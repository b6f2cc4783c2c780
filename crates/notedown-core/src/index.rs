//! Metadata index persistence
//!
//! The index is rebuilt from scratch on every run and fully overwrites
//! the previous file. A page that is no longer ready disappears from the
//! index the next time the export runs.

use std::path::Path;

use tracing::{info, warn};

use crate::export::PageMetadata;

/// Accumulates index entries across an export run
///
/// Entries seeded from discovery keep their order and take precedence
/// over metadata re-derived during export; exports only attach filenames
/// to them.
#[derive(Debug, Default)]
pub struct IndexBuilder {
    entries: Vec<PageMetadata>,
}

impl IndexBuilder {
    /// Start from metadata collected during discovery
    pub fn new(discovered: Vec<PageMetadata>) -> Self {
        Self {
            entries: discovered,
        }
    }

    /// Record a successful page export
    ///
    /// Attaches the filename to the page's existing entry, or appends the
    /// export-time metadata when discovery produced none.
    pub fn record_export(
        &mut self,
        page_id: &str,
        filename: &str,
        export_metadata: Option<PageMetadata>,
    ) {
        if let Some(entry) = self.entries.iter_mut().find(|e| e.id == page_id) {
            entry.filename = Some(filename.to_string());
        } else if let Some(mut metadata) = export_metadata {
            metadata.filename = Some(filename.to_string());
            self.entries.push(metadata);
        }
    }

    pub fn entries(&self) -> &[PageMetadata] {
        &self.entries
    }

    /// Write the index as pretty JSON, creating parent directories
    ///
    /// The file is always written, as `[]` when there are no entries.
    /// A write failure downgrades to a warning; the exported Markdown is
    /// already on disk and should not be thrown away over the index.
    pub fn write(&self, path: &Path) {
        if let Err(err) = self.try_write(path) {
            warn!(path = %path.display(), error = %err, "could not save metadata index");
        } else {
            info!(path = %path.display(), entries = self.entries.len(), "saved metadata index");
        }
    }

    fn try_write(&self, path: &Path) -> anyhow::Result<()> {
        if let Some(parent) = path.parent() {
            std::fs::create_dir_all(parent)?;
        }
        let json = serde_json::to_string_pretty(&self.entries)?;
        std::fs::write(path, json)?;
        Ok(())
    }
}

####

▶ _TASK GOAL_:
Repeat exactly the lines from the line containing "fn try_write(&self, path: &Path)" through the end of the listing above; both boundary lines are part of the output.

▶ _EXPECTED OUTPUT_:
    fn try_write(&self, path: &Path) -> anyhow::Result<()> {
        if let Some(parent) = path.parent() {
            std::fs::create_dir_all(parent)?;
        }
        let json = serde_json::to_string_pretty(&self.entries)?;
        std::fs::write(path, json)?;
        Ok(())
    }
}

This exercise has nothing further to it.